Extraction definition information is created.
You can continue to verify that the created information works correctly.
File URL
Specifies the file from which the text extraction is verified.
(Supported formats : PDF,JPG/JPG,PNG,BMP,TIFF)
Page range (Optional)
Specifies the page on which the text extraction is verified.
* You can specify multiple pages to be extracted, separated by commas (,). (ex: 1,2,5)
* The number of pages to be extracted can be specified with a hyphen (-). (ex: 3-6)
* If an empty value is specified, all pages are covered.
Extraction definition information
This is the definition information created by the extraction settings.
This information is used to extract text from a standard formatted document.
Screen description
Input screen
Extraction is performed using the extraction definition information created in advance.

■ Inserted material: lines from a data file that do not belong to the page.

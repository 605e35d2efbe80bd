//! Stage configuration sections
//!
//! Defines the user-facing options for the external collaborators: pose
//! estimation, calibration, person association, triangulation and filtering.
//! Field names follow the keys the reconstruction collaborator expects, so the
//! same structures are embedded verbatim into subproject configs.

use serde::{Deserialize, Serialize};
use std::fmt;

// ============================================================================
// POSE ESTIMATION
// ============================================================================

/// Pose framework accepted by the pose estimation driver.
pub const SUPPORTED_POSE_FRAMEWORK: &str = "mediapipe";

/// Pose model accepted by the pose estimation driver.
pub const SUPPORTED_POSE_MODEL: &str = "BLAZEPOSE";

/// One pose-estimation configuration. Each entry produces its own family of
/// subproject passes.
#[derive(Debug, Clone, PartialEq, Serialize, Deserialize)]
pub struct PoseEstimationConfig {
    pub pose_framework: String,
    pub pose_model: String,

    #[serde(default)]
    pub to_csv: bool,
    #[serde(default)]
    pub to_h5: bool,
    #[serde(default = "default_true")]
    pub to_json: bool,
    #[serde(default)]
    pub display: bool,
    #[serde(default)]
    pub save_images: bool,
    #[serde(default)]
    pub save_video: bool,

    /// Landmark model complexity (0, 1 or 2)
    #[serde(default = "default_model_complexity")]
    pub model_complexity: u8,
}

fn default_true() -> bool {
    true
}

fn default_model_complexity() -> u8 {
    2
}

impl Default for PoseEstimationConfig {
    fn default() -> Self {
        Self {
            pose_framework: SUPPORTED_POSE_FRAMEWORK.to_string(),
            pose_model: SUPPORTED_POSE_MODEL.to_string(),
            to_csv: false,
            to_h5: false,
            to_json: true,
            display: false,
            save_images: false,
            save_video: false,
            model_complexity: default_model_complexity(),
        }
    }
}

impl PoseEstimationConfig {
    pub fn is_supported(&self) -> bool {
        self.pose_framework == SUPPORTED_POSE_FRAMEWORK && self.pose_model == SUPPORTED_POSE_MODEL
    }

    /// Prefix of the per-camera output folders (`{prefix}_{camera}_json`).
    pub fn output_prefix(&self) -> &'static str {
        "blaze"
    }
}

// ============================================================================
// CALIBRATION
// ============================================================================

/// Calibration options.
#[derive(Debug, Clone, Default, PartialEq, Serialize, Deserialize)]
pub struct CalibrationConfig {
    /// Recompute even when `Calib_board.toml` already exists
    #[serde(default)]
    pub overwrite: bool,

    #[serde(default)]
    pub intrinsics: IntrinsicsConfig,

    #[serde(default)]
    pub extrinsics: ExtrinsicsConfig,
}

#[derive(Debug, Clone, PartialEq, Serialize, Deserialize)]
#[allow(non_snake_case)]
#[serde(default)]
pub struct IntrinsicsConfig {
    pub overwrite_intrinsics: bool,
    pub show_detection_intrinsics: bool,
    pub intrinsics_extension: String,
    pub extract_every_N_sec: f64,
    pub intrinsics_corners_nb: [u32; 2],
    pub intrinsics_square_size: f64,
}

impl Default for IntrinsicsConfig {
    fn default() -> Self {
        Self {
            overwrite_intrinsics: false,
            show_detection_intrinsics: false,
            intrinsics_extension: "mp4".to_string(),
            extract_every_N_sec: 1.0,
            intrinsics_corners_nb: [4, 7],
            intrinsics_square_size: 60.0,
        }
    }
}

#[derive(Debug, Clone, PartialEq, Serialize, Deserialize)]
#[serde(default)]
pub struct ExtrinsicsConfig {
    pub calculate_extrinsics: bool,
    pub show_reprojection_error: bool,
    pub extrinsics_extension: String,
    pub extrinsics_corners_nb: [u32; 2],
    pub extrinsics_square_size: f64,
}

impl Default for ExtrinsicsConfig {
    fn default() -> Self {
        Self {
            calculate_extrinsics: true,
            show_reprojection_error: false,
            extrinsics_extension: "mp4".to_string(),
            extrinsics_corners_nb: [4, 7],
            extrinsics_square_size: 60.0,
        }
    }
}

// ============================================================================
// PERSON ASSOCIATION
// ============================================================================

#[derive(Debug, Clone, PartialEq, Serialize, Deserialize)]
#[serde(default)]
pub struct PersonAssociationConfig {
    pub single_person: bool,
    pub tracked_keypoint: String,
    pub reproj_error_threshold_association: f64,
    pub likelihood_threshold_association: f64,
}

impl Default for PersonAssociationConfig {
    fn default() -> Self {
        Self {
            single_person: true,
            tracked_keypoint: "Neck".to_string(),
            reproj_error_threshold_association: 20.0,
            likelihood_threshold_association: 0.3,
        }
    }
}

// ============================================================================
// TRIANGULATION
// ============================================================================

#[derive(Debug, Clone, PartialEq, Serialize, Deserialize)]
#[allow(non_snake_case)]
#[serde(default)]
pub struct TriangulationConfig {
    pub reproj_error_threshold_triangulation: f64,
    pub likelihood_threshold_triangulation: f64,
    pub min_cameras_for_triangulation: u32,
    pub interpolation: String,
    pub interp_if_gap_smaller_than: u32,
    pub show_interp_indices: bool,
    pub handle_LR_swap: bool,
    pub undistort_points: bool,
}

impl Default for TriangulationConfig {
    fn default() -> Self {
        Self {
            reproj_error_threshold_triangulation: 15.0,
            likelihood_threshold_triangulation: 0.3,
            min_cameras_for_triangulation: 2,
            interpolation: "cubic".to_string(),
            interp_if_gap_smaller_than: 10,
            show_interp_indices: true,
            handle_LR_swap: false,
            undistort_points: false,
        }
    }
}

// ============================================================================
// FILTERING
// ============================================================================

/// Filter families understood by the reconstruction collaborator.
#[derive(Debug, Clone, Copy, PartialEq, Eq, Hash, Serialize, Deserialize)]
pub enum FilterType {
    #[serde(rename = "butterworth")]
    Butterworth,
    #[serde(rename = "kalman")]
    Kalman,
    #[serde(rename = "butterworth_on_speed")]
    ButterworthOnSpeed,
    #[serde(rename = "gaussian")]
    Gaussian,
    #[serde(rename = "LOESS")]
    Loess,
    #[serde(rename = "median")]
    Median,
}

impl FilterType {
    pub fn as_str(&self) -> &'static str {
        match self {
            FilterType::Butterworth => "butterworth",
            FilterType::Kalman => "kalman",
            FilterType::ButterworthOnSpeed => "butterworth_on_speed",
            FilterType::Gaussian => "gaussian",
            FilterType::Loess => "LOESS",
            FilterType::Median => "median",
        }
    }
}

impl fmt::Display for FilterType {
    fn fmt(&self, f: &mut fmt::Formatter<'_>) -> fmt::Result {
        f.write_str(self.as_str())
    }
}

#[derive(Debug, Clone, PartialEq, Serialize, Deserialize)]
pub struct ButterworthParams {
    pub order: u32,
    pub cut_off_frequency: f64,
}

#[derive(Debug, Clone, PartialEq, Serialize, Deserialize)]
pub struct KalmanParams {
    pub trust_ratio: f64,
    pub smooth: bool,
}

#[derive(Debug, Clone, PartialEq, Serialize, Deserialize)]
pub struct GaussianParams {
    pub sigma_kernel: f64,
}

#[derive(Debug, Clone, PartialEq, Serialize, Deserialize)]
pub struct LoessParams {
    pub nb_values_used: u32,
}

#[derive(Debug, Clone, PartialEq, Serialize, Deserialize)]
pub struct MedianParams {
    pub kernel_size: u32,
}

/// Filtering options. Every filter present in `filters` is run as its own
/// pass; the parameters of all filters are forwarded in every pass.
#[derive(Debug, Clone, Default, PartialEq, Serialize, Deserialize)]
pub struct FilteringConfig {
    #[serde(default)]
    pub display_figures: bool,

    #[serde(default)]
    pub filters: FiltersConfig,
}

#[derive(Debug, Clone, PartialEq, Serialize, Deserialize)]
pub struct FiltersConfig {
    #[serde(default)]
    pub butterworth: Option<ButterworthParams>,
    #[serde(default)]
    pub kalman: Option<KalmanParams>,
    #[serde(default)]
    pub butterworth_on_speed: Option<ButterworthParams>,
    #[serde(default)]
    pub gaussian: Option<GaussianParams>,
    #[serde(default, rename = "LOESS")]
    pub loess: Option<LoessParams>,
    #[serde(default)]
    pub median: Option<MedianParams>,
}

impl Default for FiltersConfig {
    fn default() -> Self {
        Self {
            butterworth: Some(ButterworthParams::default()),
            kalman: None,
            butterworth_on_speed: None,
            gaussian: None,
            loess: None,
            median: None,
        }
    }
}

impl Default for ButterworthParams {
    fn default() -> Self {
        Self {
            order: 4,
            cut_off_frequency: 6.0,
        }
    }
}

impl Default for KalmanParams {
    fn default() -> Self {
        Self {
            trust_ratio: 100.0,
            smooth: true,
        }
    }
}

impl Default for GaussianParams {
    fn default() -> Self {
        Self { sigma_kernel: 2.0 }
    }
}

impl Default for LoessParams {
    fn default() -> Self {
        Self { nb_values_used: 30 }
    }
}

impl Default for MedianParams {
    fn default() -> Self {
        Self { kernel_size: 9 }
    }
}

impl FiltersConfig {
    /// Filters enabled in this configuration, in a fixed order.
    pub fn enabled(&self) -> Vec<FilterType> {
        let mut enabled = Vec::new();
        if self.butterworth.is_some() {
            enabled.push(FilterType::Butterworth);
        }
        if self.kalman.is_some() {
            enabled.push(FilterType::Kalman);
        }
        if self.butterworth_on_speed.is_some() {
            enabled.push(FilterType::ButterworthOnSpeed);
        }
        if self.gaussian.is_some() {
            enabled.push(FilterType::Gaussian);
        }
        if self.loess.is_some() {
            enabled.push(FilterType::Loess);
        }
        if self.median.is_some() {
            enabled.push(FilterType::Median);
        }
        enabled
    }
}

#[cfg(test)]
mod tests {
    use super::*;

    #[test]
    fn test_filter_type_serializes_to_collaborator_names() {
        assert_eq!(serde_json::to_string(&FilterType::Loess).unwrap(), "\"LOESS\"");
        assert_eq!(
            serde_json::to_string(&FilterType::ButterworthOnSpeed).unwrap(),
            "\"butterworth_on_speed\""
        );
    }

    #[test]
    fn test_default_filters_enable_butterworth_only() {
        assert_eq!(FiltersConfig::default().enabled(), vec![FilterType::Butterworth]);
    }

    #[test]
    fn test_explicit_filters_replace_defaults() {
        let json = r#"{"filters": {"kalman": {"trust_ratio": 50, "smooth": false}, "LOESS": {"nb_values_used": 12}}}"#;
        let filtering: FilteringConfig = serde_json::from_str(json).unwrap();
        assert_eq!(filtering.filters.enabled(), vec![FilterType::Kalman, FilterType::Loess]);
    }

    #[test]
    fn test_pose_config_support() {
        assert!(PoseEstimationConfig::default().is_supported());
        let other = PoseEstimationConfig {
            pose_framework: "openpose".to_string(),
            pose_model: "BODY_25".to_string(),
            ..Default::default()
        };
        assert!(!other.is_supported());
    }
}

This operation requires extraction definition information.
Extraction method

Extraction method
Specify the extraction method.
To extract text from a document, select “Enter extraction definition and extract text.
Extraction options

File URL
Specifies the file from which the text extraction is verified.

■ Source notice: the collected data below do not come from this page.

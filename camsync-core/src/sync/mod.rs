// ============================================================================
// camsync-core/src/sync/mod.rs
// ============================================================================
//
// SYNCHRONIZATION ENGINE: Audio-Spike Alignment of Camera Sets
//
// Cameras in a session start recording at unrelated instants. Every session
// begins with a sharp sound (a clap); its first energy spike in each camera's
// audio marks the common zero. This module trims every camera at its spike,
// cuts all of them to the shortest trimmed duration and writes the result to
// the `__synced__` mirror of the raw directory.
//
// KEY COMPONENTS:
// - SyncEngine: Synchronizes camera sets using injected ffmpeg/ffprobe seams
// - find_camera_sets: Locates `raw` directories holding two or more cameras
// - copy_calibration_files: Mirrors non-camera footage into `__synced__`

pub mod energy;
pub mod manifest;

// ---- Internal crate imports ----
use crate::artifact::{ArtifactPath, ORIGINAL_MARKER, RAW_DIR, Stage};
use crate::discovery::{find_dirs_named, find_files, list_video_files};
use crate::error::{CoreError, CoreResult};
use crate::external::ffmpeg_executor::{decode_audio_energy, run_ffmpeg};
use crate::external::{FfmpegSpawner, FfprobeExecutor};
use crate::report::BatchReport;
use crate::temp_files::{commit_temp_file, copy_if_missing, discard_temp_file, temp_path_for};
use crate::utils::get_filename_safe;

pub use energy::{find_spike_frame, spike_threshold, spike_time_secs};
pub use manifest::{CameraAlignment, MANIFEST_FILE_NAME, SyncManifest};

// ---- External crate imports ----
use ffmpeg_sidecar::command::FfmpegCommand;

// ---- Standard library imports ----
use std::fs;
use std::path::{Path, PathBuf};
use std::time::Duration;

/// Result of synchronizing one camera set.
#[derive(Debug, Clone, PartialEq)]
pub enum SetOutcome {
    Synced(SyncManifest),
    Skipped,
}

// ============================================================================
// DISCOVERY
// ============================================================================

/// Finds every `raw` directory under an `original` marker that holds at
/// least two camera files.
pub fn find_camera_sets(workspace: &Path) -> CoreResult<Vec<PathBuf>> {
    let mut sets = Vec::new();
    for dir in find_dirs_named(workspace, RAW_DIR)? {
        let in_original = ArtifactPath::parse(&dir).is_some_and(|a| a.stage() == Stage::Original);
        if !in_original {
            continue;
        }
        let count = list_video_files(&dir)?.len();
        if count >= 2 {
            sets.push(dir);
        } else if count == 1 {
            log::warn!(
                "{} holds a single camera; nothing to synchronize against",
                dir.display()
            );
        }
    }
    Ok(sets)
}

/// The `__synced__` mirror of a directory under `original`.
pub fn synced_mirror(path: &Path) -> CoreResult<PathBuf> {
    ArtifactPath::parse(path)
        .map(|a| a.to_stage(Stage::Synced).to_path())
        .ok_or_else(|| {
            CoreError::PathError(format!(
                "{} is not inside an '{}' directory",
                path.display(),
                ORIGINAL_MARKER
            ))
        })
}

/// Copies every file under each `original` directory that is not part of a
/// synchronized camera set into `__synced__`, keeping existing targets.
/// Returns the number of files copied.
pub fn copy_calibration_files(workspace: &Path, camera_sets: &[PathBuf]) -> CoreResult<usize> {
    let mut copied = 0;
    for original in find_dirs_named(workspace, ORIGINAL_MARKER)? {
        // Only top-level markers; nested `original` dirs are plain segments
        let is_marker = ArtifactPath::parse(&original).is_some_and(|a| a.segments().is_empty());
        if !is_marker {
            continue;
        }
        for file in find_files(&original, &[])? {
            let in_camera_set = file
                .parent()
                .is_some_and(|parent| camera_sets.iter().any(|set| set == parent));
            if in_camera_set {
                continue;
            }
            let dest = synced_mirror(&file)?;
            if copy_if_missing(&file, &dest)? {
                log::debug!("Copied {} -> {}", file.display(), dest.display());
                copied += 1;
            }
        }
    }
    Ok(copied)
}

// ============================================================================
// ENGINE
// ============================================================================

/// Synchronizes camera sets with the given ffmpeg spawner and prober.
pub struct SyncEngine<'a, S: FfmpegSpawner, P: FfprobeExecutor> {
    spawner: &'a S,
    prober: &'a P,
    timeout: Option<Duration>,
}

impl<'a, S: FfmpegSpawner, P: FfprobeExecutor> SyncEngine<'a, S, P> {
    pub fn new(spawner: &'a S, prober: &'a P, timeout: Option<Duration>) -> Self {
        Self {
            spawner,
            prober,
            timeout,
        }
    }

    /// Synchronizes every camera set of the workspace, then mirrors the
    /// remaining footage. A failing set never stops the others.
    pub fn sync_workspace(&self, workspace: &Path) -> CoreResult<BatchReport> {
        let mut report = BatchReport::new();
        let sets = find_camera_sets(workspace)?;
        log::info!("Found {} camera set(s) to synchronize", sets.len());

        for set in &sets {
            match self.sync_camera_set(set) {
                Ok(SetOutcome::Synced(manifest)) => {
                    log::info!(
                        "Synchronized {} camera(s) in {} to {:.3}s",
                        manifest.cameras.len(),
                        set.display(),
                        manifest.final_duration_secs
                    );
                    report.record_processed(set);
                }
                Ok(SetOutcome::Skipped) => report.record_skipped(set),
                Err(e) => report.record_failed(set, &e),
            }
        }

        match copy_calibration_files(workspace, &sets) {
            Ok(0) => {}
            Ok(n) => log::info!("Copied {} calibration/auxiliary file(s) to the synced tree", n),
            Err(e) => report.record_failed(workspace, &e),
        }

        Ok(report)
    }

    /// Synchronizes the cameras of one `raw` directory.
    pub fn sync_camera_set(&self, raw_dir: &Path) -> CoreResult<SetOutcome> {
        let dest_dir = synced_mirror(raw_dir)?;

        if SyncManifest::load(&dest_dir)?.is_some() {
            log::info!("{} is already synchronized", raw_dir.display());
            return Ok(SetOutcome::Skipped);
        }

        let files = list_video_files(raw_dir)?;
        if files.len() < 2 {
            return Err(CoreError::OperationFailed(format!(
                "{} needs at least two camera files, found {}",
                raw_dir.display(),
                files.len()
            )));
        }

        let dests = files
            .iter()
            .map(|f| Ok(dest_dir.join(get_filename_safe(f)?)))
            .collect::<CoreResult<Vec<PathBuf>>>()?;

        // Without a manifest, earlier output may be cut to different lengths
        let existing = dests.iter().filter(|d| d.exists()).count();
        if existing > 0 {
            log::warn!(
                "{} has unfinished synchronized output ({} of {} file(s)); resynchronizing the whole set",
                dest_dir.display(),
                existing,
                dests.len()
            );
        }

        // Every spike is found before anything is written, so a camera
        // without audio leaves no partial output behind.
        let spikes = files
            .iter()
            .map(|f| self.detect_spike(f))
            .collect::<CoreResult<Vec<f64>>>()?;

        fs::create_dir_all(&dest_dir)?;

        let mut cameras = Vec::with_capacity(files.len());
        for ((file, dest), spike) in files.iter().zip(&dests).zip(&spikes) {
            let trimmed = self.trim_at_spike(file, dest, *spike)?;
            cameras.push(CameraAlignment {
                file_name: get_filename_safe(file)?,
                spike_secs: *spike,
                trimmed_duration_secs: trimmed,
            });
        }

        let final_duration = cameras
            .iter()
            .map(|c| c.trimmed_duration_secs)
            .fold(f64::INFINITY, f64::min);
        log::debug!("Common duration for {}: {:.3}s", raw_dir.display(), final_duration);

        for dest in &dests {
            self.cut_to_duration(dest, final_duration)?;
        }

        let manifest = SyncManifest::new(cameras, final_duration);
        manifest.write(&dest_dir)?;
        Ok(SetOutcome::Synced(manifest))
    }

    /// Spike instant of one camera file, in seconds.
    pub fn detect_spike(&self, file: &Path) -> CoreResult<f64> {
        let audio = self
            .prober
            .get_audio_properties(file)?
            .ok_or_else(|| CoreError::MissingAudio(file.to_path_buf()))?;
        let energy = decode_audio_energy(self.spawner, file, &audio, self.timeout)?;
        match find_spike_frame(&energy) {
            Some(frame) => {
                let spike = spike_time_secs(frame, audio.sample_rate);
                log::info!("Spike in {} at {:.3}s", file.display(), spike);
                Ok(spike)
            }
            None => {
                log::warn!("No audio spike found in {}; keeping its start", file.display());
                Ok(0.0)
            }
        }
    }

    fn encode(&self, mut cmd: FfmpegCommand, dest: &Path, label: &str) -> CoreResult<()> {
        let temp = temp_path_for(dest)?;
        cmd.arg("-an");
        cmd.args(["-c:v", "libx264", "-pix_fmt", "yuv420p"]);
        cmd.arg("-y");
        cmd.output(temp.to_string_lossy().as_ref());

        if let Err(e) = run_ffmpeg(self.spawner, cmd, label, self.timeout, None) {
            discard_temp_file(&temp);
            return Err(e);
        }
        commit_temp_file(&temp, dest)
    }

    /// Writes `src` from `spike` onwards, without audio, to `dest` and
    /// returns the resulting duration.
    fn trim_at_spike(&self, src: &Path, dest: &Path, spike: f64) -> CoreResult<f64> {
        let mut cmd = FfmpegCommand::new();
        cmd.arg("-ss").arg(format!("{spike:.6}"));
        cmd.input(src.to_string_lossy().as_ref());
        self.encode(cmd, dest, "ffmpeg (spike trim)")?;

        let duration = self.prober.get_video_properties(dest)?.duration_secs;
        log::debug!("{} lasts {:.3}s after trimming", dest.display(), duration);
        Ok(duration)
    }

    /// Cuts `file` in place to `[0, duration]`.
    fn cut_to_duration(&self, file: &Path, duration: f64) -> CoreResult<()> {
        let mut cmd = FfmpegCommand::new();
        cmd.input(file.to_string_lossy().as_ref());
        cmd.arg("-t").arg(format!("{duration:.6}"));
        self.encode(cmd, file, "ffmpeg (duration cut)")
    }
}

(Supported formats : PDF,JPG/JPG,PNG,BMP,TIFF)
Page range (Optional)
Specifies the page on which the text extraction is verified.
* You can specify multiple pages to be extracted, separated by commas (,). (ex: 1,2,5)
* The number of pages to be extracted can be specified with a hyphen (-). (ex: 3-6)
* If an empty value is specified, all pages are covered.
Extraction definition information
Specifies the definition information set for the extraction.
*Click here for extraction settingsResult screen
The extraction is complete.

Extraction results are displayed.
Files can be processed in succession by clicking on “Next file".